Your output should be the entries below, from the first line up to and including the line with "filename crates/idioma-engine/src/lib.rs", reproduced exactly and with no other lines.
Start of RECORDED INFORMATION
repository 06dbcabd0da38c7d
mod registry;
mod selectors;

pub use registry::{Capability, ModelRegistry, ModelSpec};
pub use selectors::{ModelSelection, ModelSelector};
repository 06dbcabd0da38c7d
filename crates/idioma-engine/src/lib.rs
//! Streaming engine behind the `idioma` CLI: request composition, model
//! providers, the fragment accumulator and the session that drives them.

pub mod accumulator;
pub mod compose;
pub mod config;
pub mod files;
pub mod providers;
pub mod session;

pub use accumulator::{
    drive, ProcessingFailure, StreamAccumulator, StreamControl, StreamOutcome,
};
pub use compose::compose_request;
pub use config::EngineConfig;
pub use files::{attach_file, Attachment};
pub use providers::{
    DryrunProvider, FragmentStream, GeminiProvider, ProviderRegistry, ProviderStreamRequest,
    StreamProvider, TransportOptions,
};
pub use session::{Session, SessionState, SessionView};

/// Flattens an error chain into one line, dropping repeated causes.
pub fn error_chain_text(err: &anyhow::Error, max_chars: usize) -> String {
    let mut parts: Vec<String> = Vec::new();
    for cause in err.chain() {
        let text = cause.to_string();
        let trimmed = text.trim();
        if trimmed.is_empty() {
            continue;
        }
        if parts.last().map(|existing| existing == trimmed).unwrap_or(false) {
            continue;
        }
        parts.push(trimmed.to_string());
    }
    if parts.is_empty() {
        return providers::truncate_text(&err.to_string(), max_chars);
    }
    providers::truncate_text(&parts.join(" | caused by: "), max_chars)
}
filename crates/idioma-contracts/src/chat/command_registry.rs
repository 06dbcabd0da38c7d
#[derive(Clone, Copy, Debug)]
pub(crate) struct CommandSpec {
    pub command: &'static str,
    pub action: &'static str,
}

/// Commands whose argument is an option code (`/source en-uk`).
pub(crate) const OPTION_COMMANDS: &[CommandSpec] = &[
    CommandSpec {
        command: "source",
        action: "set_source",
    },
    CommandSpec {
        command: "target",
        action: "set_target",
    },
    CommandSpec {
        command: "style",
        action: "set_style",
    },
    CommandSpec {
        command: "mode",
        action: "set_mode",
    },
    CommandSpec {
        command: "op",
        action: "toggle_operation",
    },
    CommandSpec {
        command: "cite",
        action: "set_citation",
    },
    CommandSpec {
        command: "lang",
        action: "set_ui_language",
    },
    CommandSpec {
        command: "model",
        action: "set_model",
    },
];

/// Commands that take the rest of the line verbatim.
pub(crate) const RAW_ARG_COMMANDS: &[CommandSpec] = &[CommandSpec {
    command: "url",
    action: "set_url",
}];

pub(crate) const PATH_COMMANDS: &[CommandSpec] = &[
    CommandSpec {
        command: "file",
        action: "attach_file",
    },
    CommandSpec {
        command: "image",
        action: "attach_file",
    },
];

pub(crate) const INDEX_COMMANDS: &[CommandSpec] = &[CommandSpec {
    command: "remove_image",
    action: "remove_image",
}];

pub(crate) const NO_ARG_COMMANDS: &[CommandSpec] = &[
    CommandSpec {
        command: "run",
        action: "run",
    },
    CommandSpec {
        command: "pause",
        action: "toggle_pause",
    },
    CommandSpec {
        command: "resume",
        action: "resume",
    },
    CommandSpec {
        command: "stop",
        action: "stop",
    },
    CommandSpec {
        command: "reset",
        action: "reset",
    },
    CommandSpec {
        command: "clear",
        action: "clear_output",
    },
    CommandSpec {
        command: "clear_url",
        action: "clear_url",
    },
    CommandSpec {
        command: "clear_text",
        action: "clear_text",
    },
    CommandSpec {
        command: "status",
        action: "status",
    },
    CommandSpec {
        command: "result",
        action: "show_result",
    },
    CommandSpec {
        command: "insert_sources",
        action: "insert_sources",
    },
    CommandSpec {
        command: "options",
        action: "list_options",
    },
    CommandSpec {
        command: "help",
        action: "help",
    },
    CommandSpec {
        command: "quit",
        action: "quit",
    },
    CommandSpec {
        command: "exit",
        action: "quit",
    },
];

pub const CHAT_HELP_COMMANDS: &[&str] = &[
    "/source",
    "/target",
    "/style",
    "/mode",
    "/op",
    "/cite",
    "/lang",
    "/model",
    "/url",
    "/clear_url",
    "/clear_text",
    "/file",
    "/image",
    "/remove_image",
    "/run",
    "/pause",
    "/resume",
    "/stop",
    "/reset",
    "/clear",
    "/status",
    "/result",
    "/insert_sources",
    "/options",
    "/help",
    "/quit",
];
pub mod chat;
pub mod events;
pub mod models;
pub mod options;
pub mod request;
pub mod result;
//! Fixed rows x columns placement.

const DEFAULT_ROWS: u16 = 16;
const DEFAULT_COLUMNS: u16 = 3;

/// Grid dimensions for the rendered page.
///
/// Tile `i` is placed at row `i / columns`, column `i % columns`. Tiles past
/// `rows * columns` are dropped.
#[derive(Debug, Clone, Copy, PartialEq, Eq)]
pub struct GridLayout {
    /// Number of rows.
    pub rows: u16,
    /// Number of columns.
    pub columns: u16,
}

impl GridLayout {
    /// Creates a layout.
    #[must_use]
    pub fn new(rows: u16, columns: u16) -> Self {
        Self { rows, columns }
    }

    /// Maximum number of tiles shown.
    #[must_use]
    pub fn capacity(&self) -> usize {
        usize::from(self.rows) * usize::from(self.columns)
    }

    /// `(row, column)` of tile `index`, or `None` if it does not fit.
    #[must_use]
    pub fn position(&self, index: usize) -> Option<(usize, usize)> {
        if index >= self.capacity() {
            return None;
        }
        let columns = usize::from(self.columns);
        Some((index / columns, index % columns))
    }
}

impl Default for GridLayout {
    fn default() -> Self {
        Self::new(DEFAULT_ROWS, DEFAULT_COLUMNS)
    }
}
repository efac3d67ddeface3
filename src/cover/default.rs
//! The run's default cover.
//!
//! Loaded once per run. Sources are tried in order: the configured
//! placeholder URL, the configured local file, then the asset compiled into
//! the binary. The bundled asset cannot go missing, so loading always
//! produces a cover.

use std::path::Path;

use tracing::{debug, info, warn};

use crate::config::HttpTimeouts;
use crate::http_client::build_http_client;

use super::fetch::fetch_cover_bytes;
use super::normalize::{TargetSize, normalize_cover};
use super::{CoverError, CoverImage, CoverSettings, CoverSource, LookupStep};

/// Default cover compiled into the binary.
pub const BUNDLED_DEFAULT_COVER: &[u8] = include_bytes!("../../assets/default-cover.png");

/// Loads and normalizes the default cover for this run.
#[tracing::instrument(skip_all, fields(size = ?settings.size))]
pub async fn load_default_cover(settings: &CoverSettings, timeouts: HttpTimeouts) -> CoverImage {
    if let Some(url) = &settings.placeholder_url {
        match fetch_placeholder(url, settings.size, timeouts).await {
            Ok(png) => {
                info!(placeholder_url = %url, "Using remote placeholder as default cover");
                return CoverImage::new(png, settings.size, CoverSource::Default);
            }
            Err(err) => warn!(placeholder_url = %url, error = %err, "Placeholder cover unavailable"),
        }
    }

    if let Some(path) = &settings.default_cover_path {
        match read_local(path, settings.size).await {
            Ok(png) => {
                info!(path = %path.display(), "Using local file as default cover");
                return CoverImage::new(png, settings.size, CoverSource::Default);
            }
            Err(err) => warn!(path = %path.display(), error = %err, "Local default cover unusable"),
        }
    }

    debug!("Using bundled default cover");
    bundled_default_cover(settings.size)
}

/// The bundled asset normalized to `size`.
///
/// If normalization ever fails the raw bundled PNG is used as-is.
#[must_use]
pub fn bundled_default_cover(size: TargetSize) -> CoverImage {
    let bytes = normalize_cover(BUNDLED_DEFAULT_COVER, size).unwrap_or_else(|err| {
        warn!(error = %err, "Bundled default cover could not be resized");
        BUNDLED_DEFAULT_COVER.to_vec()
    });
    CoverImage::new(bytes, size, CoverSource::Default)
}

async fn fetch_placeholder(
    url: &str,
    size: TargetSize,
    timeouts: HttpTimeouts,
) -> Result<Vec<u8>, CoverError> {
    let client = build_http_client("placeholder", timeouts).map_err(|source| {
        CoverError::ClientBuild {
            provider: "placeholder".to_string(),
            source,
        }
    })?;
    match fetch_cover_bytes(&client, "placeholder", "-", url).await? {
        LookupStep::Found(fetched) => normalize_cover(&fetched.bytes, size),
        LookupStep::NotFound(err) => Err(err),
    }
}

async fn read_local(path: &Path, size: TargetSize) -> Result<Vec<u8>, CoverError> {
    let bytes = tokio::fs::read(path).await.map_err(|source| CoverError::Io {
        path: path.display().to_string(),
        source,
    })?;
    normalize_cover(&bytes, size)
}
End of RECORDED INFORMATION
RESPONSE TO THE EXERCISE →
repository 06dbcabd0da38c7d
mod registry;
mod selectors;

pub use registry::{Capability, ModelRegistry, ModelSpec};
pub use selectors::{ModelSelection, ModelSelector};
repository 06dbcabd0da38c7d
filename crates/idioma-engine/src/lib.rs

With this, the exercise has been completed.